A mulher negra que foi agredida com chute e soco no rosto durante uma abordagem policial em frente à casa dela, em Macapá, vai prestar nesta terça-feira (22) o primeiro depoimento sobre a ocorrência na delegacia e também na Corregedoria da Polícia Militar. Ela vai ser ouvida pelos investigadores do caso, que ocorreu na última sexta-feira (18). Os policiais foram afastados do trabalho.
A pedagoga Eliane do Espírito Santo, de 39 anos, vai relatar nesta manhã como foi a ação dos três policiais militares que resultou em violência. Ela também afirma que ouviu ofensas racistas durante a condução dela à delegacia a bordo da viatura.
A Polícia Militar (PM) do Amapá disse tratar-se de um caso isolado e apura a abordagem. Os agentes foram afastados das funções. A corporação não revelou os nomes deles, nem quando serão ouvidos.
O Ministério Público do Amapá (MP-AP) e a Ordem dos Advogados do Brasil (OAB) estão entre as entidades que se manifestaram contra a ação policial e que cobram celeridade e transparência no caso.
Os órgãos informaram que vão acompanhar os desdobramentos sobre o caso ocorrido na frente do filho de Eliane e registrado por câmeras de segurança.
No domingo (20), o governador Waldez Góes descreveu que a ação foi “recheada de atitudes racistas”. Por isso, ele informou que determinou ao comando da PM a “apuração criteriosa e rápida dos fatos”.
— Waldez Góes (@waldezoficial) September 20, 2020
‘Foi uma tortura’
Após ser agredida com um soco, a mulher foi levada para a delegacia, onde foi liberada após pagar R$ 800 de fiança.
“Para mim isso foi uma tortura, mexeu muito com meu psicológico. […] Eu fui chamada de ‘preta’, fui chamada de vagabunda por eles na delegacia.

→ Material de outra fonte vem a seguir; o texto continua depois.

//! # nngraph Prelude
//!
//! The types needed to describe a topology, compile it and inspect the result.

// ================================================================================================
// Core Types and Error Handling
// ================================================================================================

/// The main error type for all nngraph operations
pub use crate::Error;

/// The result type used throughout nngraph
pub use crate::Result;

// ================================================================================================
// Topology Description
// ================================================================================================

pub use crate::topology::{
    ActivationFunction, ConcatAxis, ConvolutionParams, DataType, EltwiseMode, Format, Layout,
    Operation, Padding, PoolingMode, PoolingParams, Primitive, PrimitiveKind, SplitOutput, Tensor,
    Topology,
};

// ================================================================================================
// Compilation
// ================================================================================================

/// Build configuration
pub use crate::config::{BuildOptions, OptimizationPasses, PassKind};

/// Compiled program and its driver
pub use crate::program::{CompileDriver, Program};

/// Pass infrastructure for custom pipelines
pub use crate::compiler::{EventKind, EventLog, GraphPass, PassContext, PassScheduler};

// ================================================================================================
// Graph and Collaborators
// ================================================================================================

pub use crate::graph::{GraphStore, NodeFlags, NodeId, ProgramNode};

pub use crate::memory::MemoryDependencyGraph;

pub use crate::policy::{
    ConstantsPropagator, ImplementationHandle, ImplementationSelector, LayoutOptimizer,
};
//! Conflict policies.
//!
//! Each policy derives pairs of nodes whose buffers must not alias. Policies only ever
//! add conflicts; the analyzer takes the union of all enabled policies, so enabling a
//! policy can never make a previously forbidden aliasing legal.
//!
//! | Policy | Conflict between `a` and `b` when |
//! |--------|-----------------------------------|
//! | [`BasicPolicy`] | `b` runs while the output of `a` is still needed |
//! | [`SkippedBranchPolicy`] | one was an ancestor of the other before optimization, and no longer is |
//! | [`OutOfOrderPolicy`] | neither is an ancestor of the other |

use std::collections::HashMap;

use rayon::prelude::*;

use crate::{
    graph::{traversal::ancestor_sets, GraphStore, NodeId},
    utils::BitSet,
};

/// A source of memory conflicts.
pub trait MemoryPolicy: Send + Sync {
    /// Name used in events.
    fn name(&self) -> &'static str;

    /// Conflicting pairs. Requires an established processing order.
    fn conflicts(&self, graph: &GraphStore) -> Vec<(NodeId, NodeId)>;
}

/// Live range overlap in processing order.
///
/// The output of a node is live from its own position up to its last user; outputs of
/// the program stay live until the end. A node conflicts with every node that runs
/// while its output is live, which includes all its users.
///
/// A node flagged [`CAN_BE_OPTIMIZED`](crate::graph::NodeFlags::CAN_BE_OPTIMIZED)
/// works in the buffers of its dependencies. Those dependencies stay live as long as the
/// in-place node does, and do not conflict with it. The in-place buffer itself is written
/// as soon as its earliest dependency runs, so its live range starts there.
#[derive(Debug, Clone, Copy, Default)]
pub struct BasicPolicy;

impl BasicPolicy {
    /// Last position at which the output of each node is read, indexed by arena slot.
    fn live_ends(graph: &GraphStore) -> Vec<usize> {
        let order = graph.processing_order();
        let mut ends = vec![0usize; graph.capacity()];
        for node in order.iter() {
            let current = &graph[node];
            let own = order.position(node).unwrap_or(0);
            ends[node.index()] = if current.is_output() {
                order.len()
            } else {
                current
                    .users()
                    .iter()
                    .filter_map(|&u| order.position(u))
                    .max()
                    .unwrap_or(own)
            };
        }
        for node in order.iter().rev() {
            if graph[node].can_be_optimized() {
                let end = ends[node.index()];
                for &dep in graph[node].dependencies() {
                    ends[dep.index()] = ends[dep.index()].max(end);
                }
            }
        }
        ends
    }

    /// First position at which the buffer of each node is written, indexed by arena slot.
    fn live_starts(graph: &GraphStore) -> Vec<usize> {
        let mut starts = vec![0usize; graph.capacity()];
        for (pos, node) in graph.processing_order().iter().enumerate() {
            let current = &graph[node];
            starts[node.index()] = if current.can_be_optimized() {
                current
                    .dependencies()
                    .iter()
                    .map(|dep| starts[dep.index()])
                    .fold(pos, usize::min)
            } else {
                pos
            };
        }
        starts
    }

    fn shares_buffer(graph: &GraphStore, a: NodeId, b: NodeId) -> bool {
        (graph[b].can_be_optimized() && graph[b].dependencies().contains(&a))
            || (graph[a].can_be_optimized() && graph[a].dependencies().contains(&b))
    }
}

impl MemoryPolicy for BasicPolicy {
    fn name(&self) -> &'static str {
        "basic"
    }

    fn conflicts(&self, graph: &GraphStore) -> Vec<(NodeId, NodeId)> {
        let ends = Self::live_ends(graph);
        let starts = Self::live_starts(graph);
        let order = graph.processing_order().as_slice();
        order
            .par_iter()
            .enumerate()
            .flat_map_iter(|(pos, &a)| {
                let end = ends[a.index()];
                let starts = &starts;
                // `b` comes later, so the ranges overlap once `b` starts before `a` ends
                order[pos + 1..]
                    .iter()
                    .filter(move |&&b| {
                        starts[b.index()] <= end && !Self::shares_buffer(graph, a, b)
                    })
                    .map(move |&b| (a, b))
            })
            .collect()
    }
}

/// Ancestor relation of a graph, keyed by identifier so it survives node replacement.
#[derive(Debug, Clone, Default)]
pub struct BranchSnapshot {
    index: HashMap<String, usize>,
    ancestors: Vec<BitSet>,
}

impl BranchSnapshot {
    /// Captures the ancestor relation of `graph`. Requires an established processing
    /// order.
    #[must_use]
    pub fn capture(graph: &GraphStore) -> Self {
        let sets = ancestor_sets(graph);
        let index = graph
            .node_ids()
            .map(|n| (graph[n].id().to_string(), n.index()))
            .collect();
        Self {
            index,
            ancestors: sets,
        }
    }

    /// Returns `true` if one of the two nodes was an ancestor of the other when the
    /// snapshot was taken. Unknown identifiers are unrelated.
    #[must_use]
    pub fn related(&self, a: &str, b: &str) -> bool {
        let (Some(&ia), Some(&ib)) = (self.index.get(a), self.index.get(b)) else {
            return false;
        };
        self.ancestors[ia].contains(ib) || self.ancestors[ib].contains(ia)
    }

    /// Number of captured nodes.
    #[must_use]
    pub fn len(&self) -> usize {
        self.index.len()
    }

    /// Returns `true` if nothing was captured.
    #[must_use]
    pub fn is_empty(&self) -> bool {
        self.index.is_empty()
    }
}

/// Keeps nodes apart that were linked through a branch optimization removed.
///
/// Rewrites such as constant folding or fusing can remove the path that ordered two
/// nodes. Their buffers were never considered for aliasing when the topology was
/// designed, so they stay apart.
#[derive(Debug, Clone)]
pub struct SkippedBranchPolicy {
    snapshot: BranchSnapshot,
}

impl SkippedBranchPolicy {
    /// Creates the policy from a snapshot taken before optimization.
    #[must_use]
    pub fn new(snapshot: BranchSnapshot) -> Self {
        Self { snapshot }
    }
}

impl MemoryPolicy for SkippedBranchPolicy {
    fn name(&self) -> &'static str {
        "skipped_branch"
    }

    fn conflicts(&self, graph: &GraphStore) -> Vec<(NodeId, NodeId)> {
        let ancestors = ancestor_sets(graph);
        let order = graph.processing_order().as_slice();
        order
            .par_iter()
            .enumerate()
            .flat_map_iter(|(pos, &a)| {
                let ancestors = &ancestors;
                order[pos + 1..]
                    .iter()
                    .filter(move |&&b| {
                        !ancestors[b.index()].contains(a.index())
                            && self.snapshot.related(graph[a].id(), graph[b].id())
                    })
                    .map(move |&b| (a, b))
            })
            .collect()
    }
}

/// Nodes without an ancestor relation may run concurrently on an out-of-order queue.
#[derive(Debug, Clone, Copy, Default)]
pub struct OutOfOrderPolicy;

impl MemoryPolicy for OutOfOrderPolicy {
    fn name(&self) -> &'static str {
        "out_of_order"
    }

    fn conflicts(&self, graph: &GraphStore) -> Vec<(NodeId, NodeId)> {
        let ancestors = ancestor_sets(graph);
        let order = graph.processing_order().as_slice();
        order
            .par_iter()
            .enumerate()
            .flat_map_iter(|(pos, &a)| {
                let ancestors = &ancestors;
                // later nodes can only have `a` as ancestor, never the other way round
                order[pos + 1..]
                    .iter()
                    .filter(move |&&b| !ancestors[b.index()].contains(a.index()))
                    .map(move |&b| (a, b))
            })
            .collect()
    }
}

#[cfg(test)]
mod tests {
    use std::sync::Arc;

    use super::*;
    use crate::{
        analysis::calc_processing_order,
        graph::NodeFlags,
        test::{diamond, input, relu},
        topology::{ConcatAxis, Primitive},
    };

    fn pairs(graph: &GraphStore, conflicts: &[(NodeId, NodeId)]) -> Vec<(String, String)> {
        let mut named: Vec<_> = conflicts
            .iter()
            .map(|&(a, b)| {
                let (a, b) = (graph[a].id().to_string(), graph[b].id().to_string());
                if a < b {
                    (a, b)
                } else {
                    (b, a)
                }
            })
            .collect();
        named.sort();
        named
    }

    #[test]
    fn test_basic_live_ranges() {
        // a -> b -> d, a -> c -> d, d output; order a b c d
        let (graph, _) = diamond();
        let conflicts = pairs(&graph, &BasicPolicy.conflicts(&graph));
        let expected: Vec<(String, String)> = [("a", "b"), ("a", "c"), ("b", "c"), ("b", "d"), ("c", "d")]
            .iter()
            .map(|(a, b)| (a.to_string(), b.to_string()))
            .collect();
        assert_eq!(conflicts, expected);
    }

    #[test]
    fn test_in_place_concatenation_starts_with_first_input() {
        // in -> {a, b} -> cat, cat in place; a writes into cat while b still reads in
        let mut graph = GraphStore::new();
        let mut editor = graph.editor();
        let i = editor.get_or_create(Arc::new(input("in")));
        let a = editor.get_or_create(Arc::new(relu("a", "in")));
        let b = editor.get_or_create(Arc::new(relu("b", "in")));
        let cat = editor.get_or_create(Arc::new(Primitive::concatenation(
            "cat",
            ["a", "b"],
            ConcatAxis::Feature,
        )));
        editor.add_connection(i, a).unwrap();
        editor.add_connection(i, b).unwrap();
        editor.add_connection(a, cat).unwrap();
        editor.add_connection(b, cat).unwrap();
        editor.set_output(cat, true).unwrap();
        let order = calc_processing_order(&graph).unwrap();
        graph.set_processing_order(order);
        graph
            .node_mut(cat)
            .set_flag(NodeFlags::CAN_BE_OPTIMIZED, true);

        let conflicts = pairs(&graph, &BasicPolicy.conflicts(&graph));
        let expected: Vec<(String, String)> = [("a", "b"), ("a", "in"), ("b", "in"), ("cat", "in")]
            .iter()
            .map(|(a, b)| (a.to_string(), b.to_string()))
            .collect();
        assert_eq!(conflicts, expected);
    }

    #[test]
    fn test_out_of_order_unrelated() {
        let (graph, _) = diamond();
        let conflicts = pairs(&graph, &OutOfOrderPolicy.conflicts(&graph));
        assert_eq!(conflicts, vec![("b".to_string(), "c".to_string())]);
    }

    #[test]
    fn test_skipped_branch() {
        let mut graph = GraphStore::new();
        let mut editor = graph.editor();
        let a = editor.get_or_create(Arc::new(input("a")));
        let b = editor.get_or_create(Arc::new(relu("b", "a")));
        let c = editor.get_or_create(Arc::new(relu("c", "b")));
        editor.add_connection(a, b).unwrap();
        editor.add_connection(b, c).unwrap();
        let order = calc_processing_order(&graph).unwrap();
        graph.set_processing_order(order);
        let snapshot = BranchSnapshot::capture(&graph);
        assert!(snapshot.related("a", "c"));
        assert!(!snapshot.related("a", "missing"));

        graph.editor().remove_connection(b, c).unwrap();
        let policy = SkippedBranchPolicy::new(snapshot);
        let conflicts = pairs(&graph, &policy.conflicts(&graph));
        assert_eq!(
            conflicts,
            vec![
                ("a".to_string(), "c".to_string()),
                ("b".to_string(), "c".to_string())
            ]
        );
    }
}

Eu me senti ofendida e para mim foi um preconceito muito grande, porque éramos os únicos negros ali”, disse Eliane.
“O correto era todo mundo ser ouvido. Por que eu vou pagar fiança por um crime que eu não cometi? Por que o policial me agrediu se eu não ofendi ele e estava apenas fazendo um vídeo?”, completou.
A abordagem aconteceu na sexta-feira (18) à noite, numa região chamada Loteamento São José, na Zona Norte da capital. Ela não era o alvo da ação, mas começou a gravar e a questionar a maneira como o trabalho dos policiais era conduzido.
A pedagoga foi então imobilizada, agredida e presa por resistência, desacato e desobediência. As imagens gravadas pelo filho dela mostram a equipe abordando primeiro dois homens. Em seguida, um dos militares dá voz de prisão a Eliane. Ela é algemada e levada para a viatura.
Entenda o caso
De acordo com Eliane, a abordagem iniciou quando ela estava dentro do carro de um amigo da família, na frente de casa. No veículo estavam ela, o marido, dois amigos, um adolescente de 15 anos, e uma sobrinha de 4 anos.
A pedagoga descreveu que três policiais militares iniciaram a revista nos homens, enquanto mandaram ela ir para o outro lado da rua. Eliane também começou a gravar um vídeo do próprio telefone, que foi apreendido pela equipe.
O marido dela, Thiago da Silva, também foi detido pelas mesmas acusações. Eliane afirmou que, antes de ser presa, ele também questionou a abordagem; em seguida um dos policiais teria mandado ele calar a boca, o chamado de “vagabundo”, e dado um soco nele.
“A polícia já abordou a gente apontando as armas para o carro. Abordou todo mudo menos eu; um deles deu um soco no estômago do meu marido. Eu falei para a equipe liberar o adolescente porque ele é do interior, e estava sob minha responsabilidade. Eu atravessei, fiquei na calçada de casa. Só um deles me agrediu”, comentou Eliane.
“A abordagem inicial foi me engasgar, me deu rasteira e me ‘murrou’. Eu não tive reação, eu apanhei, só fiz gritar para a população ver o policial me agredindo desnecessariamente. Em nenhum momento houve desacato, em momento algum eu o agredi verbalmente, ele que já veio me agredindo fisicamente”, acrescentou.